To empower everyone, everywhere to live a better, healthier life.

We aspire to this mission — we are not limited to only our subscribers or future subscribers, not only to our paying members — our ambition spans the whole world. It’s also grounded in results — what matters to us is sustainable outcomes.

Noom broke into the market — and the zeitgeist — by combining psychology with an innovative app-driven format that produces proven weight-loss outcomes. Since the launch of Noom Med in May, we now combine medicine, psychology, and innovation — all in the singular pursuit of our mission to empower everyone, everywhere to live a better, healthier life.

The 4-Cs of Noom

Now that the mission was so clear, I asked “In what areas must Noom be best in the world?” These areas get at “how” Noom can achieve its mission. As I dove deeper, I realized everything that mattered started with the letter “C.” How convenient and curious!

I call these the 4-Cs of Noom:

  1. Clinicians
  2. Coaching
  3. Community
  4. Content

Here’s how I think about the four Cs, and their critical role in our company’s success.

Clinicians

Clinicians are the newest part of Noom’s business — and one where I see enormous potential for growth. We are pairing clinical obesity treatment with behavioral change, while also seeking to create the ultimate companion app to a GLP-1 course of care.

GLP-1s are changing how people think about obesity. At Noom we are building a clinician force of obesity experts to take us beyond prevention to treatment of obesity as a chronic condition. Noom is not just another GLP-1 prescriber — our flagship, award-winning psychology-based program sets us apart.

Members with low-to-moderate health needs are paired with a lower-cost, but high-impact, psychology-based weight-management or diabetes-prevention program. Higher-risk members meanwhile, who have clinical obesity or who otherwise qualify, can now receive treatment from obesity specialists who design a tailored care plan, which could include prescribing and managing GLP-1s or other anti-obesity medications.

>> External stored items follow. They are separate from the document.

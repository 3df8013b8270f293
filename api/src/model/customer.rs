use chrono::NaiveDate;
use derive_new::new;
use garde::Validate;
use kernel::model::{
    customer::{
        event::{CreateCustomer, UpdateCustomer, UpdateCustomerPassword},
        Customer, CustomerStatus,
    },
    id::CustomerId,
    role::Role,
};
use serde::{Deserialize, Serialize};
use strum::VariantNames;

#[derive(Debug, Serialize, Deserialize, PartialEq, Eq, VariantNames)]
pub enum CustomerStatusName {
    Active,
    Deactive,
}

impl From<CustomerStatus> for CustomerStatusName {
    fn from(value: CustomerStatus) -> Self {
        match value {
            CustomerStatus::Active => Self::Active,
            CustomerStatus::Deactive => Self::Deactive,
        }
    }
}

#[derive(Debug, Serialize, Deserialize, PartialEq, Eq, VariantNames)]
pub enum RoleName {
    Admin,
    Customer,
}

impl From<Role> for RoleName {
    fn from(value: Role) -> Self {
        match value {
            Role::Admin => Self::Admin,
            Role::Customer => Self::Customer,
        }
    }
}

#[derive(Debug, Deserialize, Validate)]
#[serde(rename_all = "camelCase")]
pub struct CreateCustomerRequest {
    #[garde(length(min = 1))]
    pub full_name: String,
    #[garde(email)]
    pub email: String,
    #[garde(length(min = 1))]
    pub telephone: String,
    #[garde(skip)]
    pub birthday: NaiveDate,
    #[garde(length(min = 1))]
    pub password: String,
}

impl From<CreateCustomerRequest> for CreateCustomer {
    fn from(value: CreateCustomerRequest) -> Self {
        let CreateCustomerRequest {
            full_name,
            email,
            telephone,
            birthday,
            password,
        } = value;
        Self {
            full_name,
            email,
            telephone,
            birthday,
            password,
        }
    }
}

#[derive(Debug, Deserialize, Validate)]
#[serde(rename_all = "camelCase")]
pub struct UpdateCustomerRequest {
    #[garde(length(min = 1))]
    pub full_name: String,
    #[garde(email)]
    pub email: String,
    #[garde(length(min = 1))]
    pub telephone: String,
    #[garde(skip)]
    pub birthday: NaiveDate,
}

#[derive(new)]
pub struct UpdateCustomerRequestWithId(CustomerId, UpdateCustomerRequest);

impl From<UpdateCustomerRequestWithId> for UpdateCustomer {
    fn from(value: UpdateCustomerRequestWithId) -> Self {
        let UpdateCustomerRequestWithId(
            customer_id,
            UpdateCustomerRequest {
                full_name,
                email,
                telephone,
                birthday,
            },
        ) = value;
        UpdateCustomer {
            customer_id,
            full_name,
            email,
            telephone,
            birthday,
        }
    }
}

#[derive(Deserialize, Validate)]
#[serde(rename_all = "camelCase")]
pub struct UpdateCustomerPasswordRequest {
    #[garde(length(min = 1))]
    current_password: String,
    #[garde(length(min = 1))]
    new_password: String,
}

#[derive(new)]
pub struct UpdateCustomerPasswordRequestWithId(CustomerId, UpdateCustomerPasswordRequest);

impl From<UpdateCustomerPasswordRequestWithId> for UpdateCustomerPassword {
    fn from(value: UpdateCustomerPasswordRequestWithId) -> Self {
        let UpdateCustomerPasswordRequestWithId(
            customer_id,
            UpdateCustomerPasswordRequest {
                current_password,
                new_password,
            },
        ) = value;
        UpdateCustomerPassword {
            customer_id,
            current_password,
            new_password,
        }
    }
}

#[derive(Serialize)]
#[serde(rename_all = "camelCase")]
pub struct CustomersResponse {
    pub items: Vec<CustomerResponse>,
}

impl From<Vec<Customer>> for CustomersResponse {
    fn from(value: Vec<Customer>) -> Self {
        Self {
            items: value.into_iter().map(CustomerResponse::from).collect(),
        }
    }
}

#[derive(Serialize)]
#[serde(rename_all = "camelCase")]
pub struct CustomerResponse {
    pub customer_id: CustomerId,
    pub full_name: String,
    pub email: String,
    pub telephone: String,
    pub birthday: NaiveDate,
    pub customer_status: CustomerStatusName,
    pub role: RoleName,
}

impl From<Customer> for CustomerResponse {
    fn from(value: Customer) -> Self {
        let Customer {
            customer_id,
            full_name,
            email,
            telephone,
            birthday,
            customer_status,
            role,
        } = value;
        Self {
            customer_id,
            full_name,
            email,
            telephone,
            birthday,
            customer_status: customer_status.into(),
            role: role.into(),
        }
    }
}

#[cfg(test)]
mod tests {
    use super::*;
    use garde::Validate;

    fn valid_request() -> CreateCustomerRequest {
        CreateCustomerRequest {
            full_name: "Eleanor Young".into(),
            email: "eleanor@example.com".into(),
            telephone: "0123456789".into(),
            birthday: NaiveDate::from_ymd_opt(1985, 6, 15).unwrap(),
            password: "hunter2".into(),
        }
    }

    #[test]
    fn valid_customer_request_passes() {
        assert!(valid_request().validate(&()).is_ok());
    }

    #[test]
    fn empty_full_name_is_rejected() {
        let mut req = valid_request();
        req.full_name = "".into();
        assert!(req.validate(&()).is_err());
    }

    #[test]
    fn malformed_email_is_rejected() {
        let mut req = valid_request();
        req.email = "not-an-email".into();
        assert!(req.validate(&()).is_err());
    }

    #[test]
    fn empty_password_is_rejected() {
        let mut req = valid_request();
        req.password = "".into();
        assert!(req.validate(&()).is_err());
    }

    #[test]
    fn response_never_contains_password() {
        // CustomerResponse がパスワード系のフィールドを持たないことを
        // シリアライズ結果で確認する
        let customer = Customer {
            customer_id: CustomerId::new(),
            full_name: "Eleanor Young".into(),
            email: "eleanor@example.com".into(),
            telephone: "0123456789".into(),
            birthday: NaiveDate::from_ymd_opt(1985, 6, 15).unwrap(),
            customer_status: CustomerStatus::Active,
            role: Role::Customer,
        };
        let json = serde_json::to_string(&CustomerResponse::from(customer)).unwrap();
        assert!(!json.to_ascii_lowercase().contains("password"));
    }
}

As effective as GLP-1s are, people don’t want to be on drugs forever. They’re expensive and come with side effects. Meanwhile, payers don’t want to pay for them forever. Complicating matters, studies show rapid weight gain on medication removal. Simply put, the drugs must be paired with behavior change to avoid a lifelong, expensive GLP-1 habit. Noom is uniquely situated to combine medicine with psychology to create sustainable outcomes without a lifelong dependency on medication.

And just in time. A tsunami of cost is about to swamp the US healthcare system, as 40% of adults struggle with obesity. Meanwhile, the supply of GLP-1s will increase to match the overwhelming demand, spiking costs. To help employers and plans ride this wave, we just announced Noom Med for enterprise.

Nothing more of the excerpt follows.